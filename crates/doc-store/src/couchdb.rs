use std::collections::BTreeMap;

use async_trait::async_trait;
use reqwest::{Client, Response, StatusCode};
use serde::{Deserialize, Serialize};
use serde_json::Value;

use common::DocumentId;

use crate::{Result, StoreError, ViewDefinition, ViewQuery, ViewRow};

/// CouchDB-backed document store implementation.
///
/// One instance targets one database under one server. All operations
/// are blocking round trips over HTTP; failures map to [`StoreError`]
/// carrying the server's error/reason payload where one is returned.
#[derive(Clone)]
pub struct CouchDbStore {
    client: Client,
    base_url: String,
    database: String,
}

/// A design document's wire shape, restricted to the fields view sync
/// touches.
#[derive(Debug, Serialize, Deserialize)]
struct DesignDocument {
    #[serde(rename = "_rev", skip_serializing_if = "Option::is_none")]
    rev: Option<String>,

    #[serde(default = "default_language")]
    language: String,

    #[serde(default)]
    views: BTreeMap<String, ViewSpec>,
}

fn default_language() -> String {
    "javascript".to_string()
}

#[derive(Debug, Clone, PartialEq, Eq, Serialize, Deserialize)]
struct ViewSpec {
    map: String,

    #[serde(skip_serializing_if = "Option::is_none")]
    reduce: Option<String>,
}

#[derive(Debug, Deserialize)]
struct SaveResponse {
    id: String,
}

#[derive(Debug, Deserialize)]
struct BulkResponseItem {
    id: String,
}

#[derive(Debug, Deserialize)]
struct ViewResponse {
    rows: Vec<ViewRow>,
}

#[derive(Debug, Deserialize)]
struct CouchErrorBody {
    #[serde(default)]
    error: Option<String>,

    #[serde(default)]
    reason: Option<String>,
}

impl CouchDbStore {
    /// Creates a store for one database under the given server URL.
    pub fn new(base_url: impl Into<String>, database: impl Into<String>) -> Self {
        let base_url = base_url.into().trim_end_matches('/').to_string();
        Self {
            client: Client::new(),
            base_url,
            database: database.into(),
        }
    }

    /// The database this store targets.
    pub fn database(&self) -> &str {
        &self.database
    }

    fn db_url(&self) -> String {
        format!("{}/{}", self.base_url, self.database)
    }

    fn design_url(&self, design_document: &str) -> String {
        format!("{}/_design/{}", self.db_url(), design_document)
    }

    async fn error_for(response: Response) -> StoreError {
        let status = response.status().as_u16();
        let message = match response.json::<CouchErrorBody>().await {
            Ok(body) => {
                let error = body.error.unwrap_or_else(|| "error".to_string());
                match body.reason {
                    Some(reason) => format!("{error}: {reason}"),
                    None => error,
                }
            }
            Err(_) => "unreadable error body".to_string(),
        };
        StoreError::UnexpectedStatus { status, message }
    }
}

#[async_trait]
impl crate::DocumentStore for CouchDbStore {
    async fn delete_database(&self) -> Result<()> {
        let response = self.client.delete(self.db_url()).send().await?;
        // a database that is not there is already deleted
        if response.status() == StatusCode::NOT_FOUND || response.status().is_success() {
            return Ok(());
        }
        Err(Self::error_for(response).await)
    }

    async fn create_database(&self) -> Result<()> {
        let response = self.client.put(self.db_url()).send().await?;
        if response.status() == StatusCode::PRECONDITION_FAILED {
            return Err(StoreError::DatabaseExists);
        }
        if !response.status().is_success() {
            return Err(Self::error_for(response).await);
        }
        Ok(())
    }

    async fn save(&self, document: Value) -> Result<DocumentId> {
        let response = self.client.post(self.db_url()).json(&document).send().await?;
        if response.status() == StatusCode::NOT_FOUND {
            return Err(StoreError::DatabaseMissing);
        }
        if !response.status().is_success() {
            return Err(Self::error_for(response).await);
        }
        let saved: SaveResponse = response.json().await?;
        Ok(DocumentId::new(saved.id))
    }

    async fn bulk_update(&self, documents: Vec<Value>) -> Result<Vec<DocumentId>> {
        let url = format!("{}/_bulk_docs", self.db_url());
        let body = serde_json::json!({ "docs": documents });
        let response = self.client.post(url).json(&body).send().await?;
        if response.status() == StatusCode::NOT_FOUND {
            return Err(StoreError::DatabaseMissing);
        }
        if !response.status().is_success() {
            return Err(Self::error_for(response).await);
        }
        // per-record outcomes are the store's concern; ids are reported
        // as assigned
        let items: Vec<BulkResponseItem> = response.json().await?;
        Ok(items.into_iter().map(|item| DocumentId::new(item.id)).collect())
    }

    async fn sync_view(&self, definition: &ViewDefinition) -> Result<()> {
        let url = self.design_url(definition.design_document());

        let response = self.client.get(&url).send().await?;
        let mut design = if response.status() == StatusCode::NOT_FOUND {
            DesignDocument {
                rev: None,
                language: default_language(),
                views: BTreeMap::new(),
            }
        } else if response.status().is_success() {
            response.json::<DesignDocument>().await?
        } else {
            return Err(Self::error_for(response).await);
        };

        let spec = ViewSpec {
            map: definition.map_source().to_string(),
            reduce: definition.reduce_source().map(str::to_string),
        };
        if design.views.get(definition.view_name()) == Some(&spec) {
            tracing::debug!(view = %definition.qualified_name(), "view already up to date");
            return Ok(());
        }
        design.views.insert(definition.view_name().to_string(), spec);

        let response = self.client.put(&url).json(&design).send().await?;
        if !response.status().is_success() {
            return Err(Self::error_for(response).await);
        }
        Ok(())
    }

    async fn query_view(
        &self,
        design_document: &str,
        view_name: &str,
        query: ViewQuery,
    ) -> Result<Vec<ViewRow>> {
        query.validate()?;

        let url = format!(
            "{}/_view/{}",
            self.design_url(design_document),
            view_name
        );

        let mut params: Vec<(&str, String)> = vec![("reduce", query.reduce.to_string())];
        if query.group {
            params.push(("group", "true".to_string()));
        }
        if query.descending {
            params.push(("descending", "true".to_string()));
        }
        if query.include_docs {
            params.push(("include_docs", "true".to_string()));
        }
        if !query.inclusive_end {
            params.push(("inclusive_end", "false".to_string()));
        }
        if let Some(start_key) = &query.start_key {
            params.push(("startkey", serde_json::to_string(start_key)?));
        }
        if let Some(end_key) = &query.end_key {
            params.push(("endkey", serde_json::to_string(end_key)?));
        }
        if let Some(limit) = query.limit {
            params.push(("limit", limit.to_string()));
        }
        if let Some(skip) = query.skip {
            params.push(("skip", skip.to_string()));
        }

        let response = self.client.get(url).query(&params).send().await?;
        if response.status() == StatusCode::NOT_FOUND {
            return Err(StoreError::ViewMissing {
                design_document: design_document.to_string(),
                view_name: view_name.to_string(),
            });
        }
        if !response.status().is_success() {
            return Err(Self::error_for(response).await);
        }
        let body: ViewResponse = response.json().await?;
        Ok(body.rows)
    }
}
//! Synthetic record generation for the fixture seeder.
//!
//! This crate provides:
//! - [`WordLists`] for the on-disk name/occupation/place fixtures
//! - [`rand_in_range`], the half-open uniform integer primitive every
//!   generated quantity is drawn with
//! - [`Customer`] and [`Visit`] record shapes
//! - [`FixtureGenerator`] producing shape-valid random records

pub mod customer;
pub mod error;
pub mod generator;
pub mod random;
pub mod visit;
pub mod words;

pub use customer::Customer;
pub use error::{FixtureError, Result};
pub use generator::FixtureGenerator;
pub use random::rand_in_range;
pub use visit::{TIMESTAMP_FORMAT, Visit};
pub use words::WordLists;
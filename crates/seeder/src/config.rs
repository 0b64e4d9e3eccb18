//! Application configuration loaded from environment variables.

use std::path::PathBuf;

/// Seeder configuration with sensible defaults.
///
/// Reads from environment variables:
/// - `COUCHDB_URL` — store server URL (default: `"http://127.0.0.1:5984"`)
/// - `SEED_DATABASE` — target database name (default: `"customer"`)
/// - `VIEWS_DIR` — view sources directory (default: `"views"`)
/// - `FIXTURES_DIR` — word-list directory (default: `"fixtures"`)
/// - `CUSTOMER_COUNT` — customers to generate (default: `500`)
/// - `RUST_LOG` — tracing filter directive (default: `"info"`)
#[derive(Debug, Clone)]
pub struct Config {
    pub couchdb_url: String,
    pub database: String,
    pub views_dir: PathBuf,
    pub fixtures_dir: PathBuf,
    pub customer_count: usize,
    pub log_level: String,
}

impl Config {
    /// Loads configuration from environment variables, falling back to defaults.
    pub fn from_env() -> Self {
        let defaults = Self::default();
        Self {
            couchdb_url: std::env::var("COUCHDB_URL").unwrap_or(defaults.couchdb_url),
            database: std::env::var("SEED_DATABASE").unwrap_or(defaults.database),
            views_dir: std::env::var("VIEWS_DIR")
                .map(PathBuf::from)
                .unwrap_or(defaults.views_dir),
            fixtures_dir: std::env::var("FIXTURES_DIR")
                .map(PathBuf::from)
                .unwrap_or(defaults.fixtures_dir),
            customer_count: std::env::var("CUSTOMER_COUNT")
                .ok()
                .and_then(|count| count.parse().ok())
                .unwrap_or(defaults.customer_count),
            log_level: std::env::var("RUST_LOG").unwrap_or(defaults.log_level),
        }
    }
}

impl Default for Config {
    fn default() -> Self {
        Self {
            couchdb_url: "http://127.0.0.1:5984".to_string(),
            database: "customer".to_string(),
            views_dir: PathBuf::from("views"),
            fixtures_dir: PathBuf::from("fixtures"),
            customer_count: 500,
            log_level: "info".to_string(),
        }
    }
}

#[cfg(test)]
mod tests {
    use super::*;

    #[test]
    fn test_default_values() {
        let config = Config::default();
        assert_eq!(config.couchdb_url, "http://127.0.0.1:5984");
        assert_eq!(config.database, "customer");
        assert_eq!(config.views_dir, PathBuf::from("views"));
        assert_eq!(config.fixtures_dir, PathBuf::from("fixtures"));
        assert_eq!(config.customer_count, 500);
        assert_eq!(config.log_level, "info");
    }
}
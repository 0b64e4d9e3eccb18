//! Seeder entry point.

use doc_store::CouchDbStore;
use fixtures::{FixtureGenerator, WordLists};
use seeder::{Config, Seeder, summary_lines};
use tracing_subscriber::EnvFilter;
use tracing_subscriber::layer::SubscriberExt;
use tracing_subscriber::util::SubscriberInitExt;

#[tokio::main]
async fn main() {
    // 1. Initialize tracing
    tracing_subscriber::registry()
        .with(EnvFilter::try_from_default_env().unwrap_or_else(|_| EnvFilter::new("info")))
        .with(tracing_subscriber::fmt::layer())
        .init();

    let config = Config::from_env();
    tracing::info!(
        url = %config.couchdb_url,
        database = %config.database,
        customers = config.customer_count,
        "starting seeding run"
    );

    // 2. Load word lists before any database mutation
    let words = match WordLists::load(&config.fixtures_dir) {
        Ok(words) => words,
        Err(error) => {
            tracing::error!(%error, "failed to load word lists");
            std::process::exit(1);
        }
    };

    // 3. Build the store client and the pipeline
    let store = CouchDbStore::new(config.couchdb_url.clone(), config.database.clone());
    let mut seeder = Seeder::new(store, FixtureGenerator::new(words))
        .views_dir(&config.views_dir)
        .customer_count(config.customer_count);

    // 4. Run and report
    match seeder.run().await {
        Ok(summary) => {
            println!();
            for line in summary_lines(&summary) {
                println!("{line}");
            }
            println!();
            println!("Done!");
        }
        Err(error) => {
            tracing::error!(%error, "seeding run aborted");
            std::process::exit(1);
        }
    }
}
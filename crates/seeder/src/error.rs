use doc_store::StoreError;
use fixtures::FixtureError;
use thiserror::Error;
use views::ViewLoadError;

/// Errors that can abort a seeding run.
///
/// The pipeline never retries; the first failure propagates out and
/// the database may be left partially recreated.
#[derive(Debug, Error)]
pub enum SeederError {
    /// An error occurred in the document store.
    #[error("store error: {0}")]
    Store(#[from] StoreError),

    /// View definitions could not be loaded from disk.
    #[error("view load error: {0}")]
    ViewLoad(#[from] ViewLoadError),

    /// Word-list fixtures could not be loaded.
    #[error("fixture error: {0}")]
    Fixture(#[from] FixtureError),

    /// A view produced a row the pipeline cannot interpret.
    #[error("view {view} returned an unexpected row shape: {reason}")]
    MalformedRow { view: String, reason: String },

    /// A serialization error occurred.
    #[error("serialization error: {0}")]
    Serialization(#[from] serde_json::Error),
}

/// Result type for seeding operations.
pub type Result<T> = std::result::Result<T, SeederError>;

────────────────

**PROBLEM STATEMENT**
Scan the data above for the string "saved". Copy every line in which it appears.

**OUTPUT**
        let saved: SaveResponse = response.json().await?;
        Ok(DocumentId::new(saved.id))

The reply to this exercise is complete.